Starting at the top of the listing below, copy each line exactly, stopping after the line that contains "of random problems".

■ **EXERCISE DATA**
═══
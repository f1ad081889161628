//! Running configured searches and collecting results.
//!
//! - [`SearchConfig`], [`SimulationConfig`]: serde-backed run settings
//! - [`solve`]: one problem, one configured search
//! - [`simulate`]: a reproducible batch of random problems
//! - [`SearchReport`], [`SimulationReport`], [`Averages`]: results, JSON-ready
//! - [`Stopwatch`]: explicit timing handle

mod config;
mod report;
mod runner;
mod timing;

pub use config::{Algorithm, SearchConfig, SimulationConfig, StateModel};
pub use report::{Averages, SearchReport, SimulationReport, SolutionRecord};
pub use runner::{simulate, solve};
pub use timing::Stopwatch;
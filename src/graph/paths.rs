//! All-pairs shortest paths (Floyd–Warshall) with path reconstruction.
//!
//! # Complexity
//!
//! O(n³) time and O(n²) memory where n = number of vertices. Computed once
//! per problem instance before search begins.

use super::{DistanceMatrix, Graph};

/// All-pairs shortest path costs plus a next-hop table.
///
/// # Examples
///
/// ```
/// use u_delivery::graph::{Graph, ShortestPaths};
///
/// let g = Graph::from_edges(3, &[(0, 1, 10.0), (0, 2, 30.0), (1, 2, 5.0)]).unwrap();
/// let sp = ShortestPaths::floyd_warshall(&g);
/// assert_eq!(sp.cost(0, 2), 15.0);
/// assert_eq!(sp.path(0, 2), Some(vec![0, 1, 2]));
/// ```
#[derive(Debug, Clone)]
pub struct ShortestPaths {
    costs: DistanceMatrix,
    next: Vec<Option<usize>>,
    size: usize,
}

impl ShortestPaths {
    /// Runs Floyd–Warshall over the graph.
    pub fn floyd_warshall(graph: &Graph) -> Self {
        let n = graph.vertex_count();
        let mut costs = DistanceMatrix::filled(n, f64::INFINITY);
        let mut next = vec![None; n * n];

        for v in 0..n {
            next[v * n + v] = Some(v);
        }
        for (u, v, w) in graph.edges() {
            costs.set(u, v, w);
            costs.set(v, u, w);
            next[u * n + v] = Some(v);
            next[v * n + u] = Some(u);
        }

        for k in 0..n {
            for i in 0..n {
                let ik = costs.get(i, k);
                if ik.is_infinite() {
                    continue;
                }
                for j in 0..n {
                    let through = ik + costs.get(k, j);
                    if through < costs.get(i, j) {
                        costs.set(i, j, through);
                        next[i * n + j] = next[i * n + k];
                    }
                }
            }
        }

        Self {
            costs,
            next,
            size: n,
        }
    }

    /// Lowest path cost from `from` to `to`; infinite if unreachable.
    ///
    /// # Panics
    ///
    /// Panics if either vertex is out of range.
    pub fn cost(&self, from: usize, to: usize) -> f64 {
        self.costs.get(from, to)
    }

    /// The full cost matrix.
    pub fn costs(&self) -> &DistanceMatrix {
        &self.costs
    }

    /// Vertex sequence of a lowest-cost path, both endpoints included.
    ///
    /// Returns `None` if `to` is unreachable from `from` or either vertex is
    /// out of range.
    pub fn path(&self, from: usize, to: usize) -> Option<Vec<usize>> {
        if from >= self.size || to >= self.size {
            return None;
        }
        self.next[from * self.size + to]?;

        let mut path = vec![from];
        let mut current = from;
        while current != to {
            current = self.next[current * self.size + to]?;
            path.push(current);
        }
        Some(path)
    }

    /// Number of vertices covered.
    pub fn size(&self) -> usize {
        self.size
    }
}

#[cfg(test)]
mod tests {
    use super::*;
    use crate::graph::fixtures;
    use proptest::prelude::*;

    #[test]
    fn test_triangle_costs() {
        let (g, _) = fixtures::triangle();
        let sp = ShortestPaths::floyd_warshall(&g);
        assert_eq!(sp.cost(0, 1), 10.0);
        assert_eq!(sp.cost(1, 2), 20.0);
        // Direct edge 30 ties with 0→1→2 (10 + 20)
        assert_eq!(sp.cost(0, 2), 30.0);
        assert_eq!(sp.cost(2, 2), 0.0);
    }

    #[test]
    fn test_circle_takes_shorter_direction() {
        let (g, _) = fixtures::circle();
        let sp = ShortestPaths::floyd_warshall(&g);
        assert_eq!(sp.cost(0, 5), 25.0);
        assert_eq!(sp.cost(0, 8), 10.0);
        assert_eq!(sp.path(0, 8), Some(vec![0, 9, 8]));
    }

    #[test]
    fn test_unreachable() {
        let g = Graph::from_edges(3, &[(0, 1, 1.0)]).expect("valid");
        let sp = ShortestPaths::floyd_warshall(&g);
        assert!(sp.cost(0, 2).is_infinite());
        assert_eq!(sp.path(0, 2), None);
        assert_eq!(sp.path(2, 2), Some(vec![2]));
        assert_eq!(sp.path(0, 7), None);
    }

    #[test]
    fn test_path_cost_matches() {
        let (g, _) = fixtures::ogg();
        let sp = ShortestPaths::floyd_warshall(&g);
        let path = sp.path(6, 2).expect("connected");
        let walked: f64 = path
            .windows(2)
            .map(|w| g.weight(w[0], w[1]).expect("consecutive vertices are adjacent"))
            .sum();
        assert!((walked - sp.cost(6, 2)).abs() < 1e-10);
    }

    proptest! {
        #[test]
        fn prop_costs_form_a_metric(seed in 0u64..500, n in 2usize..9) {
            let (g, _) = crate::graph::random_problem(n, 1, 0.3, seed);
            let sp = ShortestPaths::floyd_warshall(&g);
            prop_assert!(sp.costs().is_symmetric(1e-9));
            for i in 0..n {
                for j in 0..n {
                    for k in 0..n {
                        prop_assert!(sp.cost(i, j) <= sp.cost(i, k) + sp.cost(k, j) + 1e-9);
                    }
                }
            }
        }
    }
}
═══
■ **SOLUTION FOR THIS PROBLEM**
repository f1ad081889161628
//! Running configured searches and collecting results.
//!
//! - [`SearchConfig`], [`SimulationConfig`]: serde-backed run settings
//! - [`solve`]: one problem, one configured search
//! - [`simulate`]: a reproducible batch of random problems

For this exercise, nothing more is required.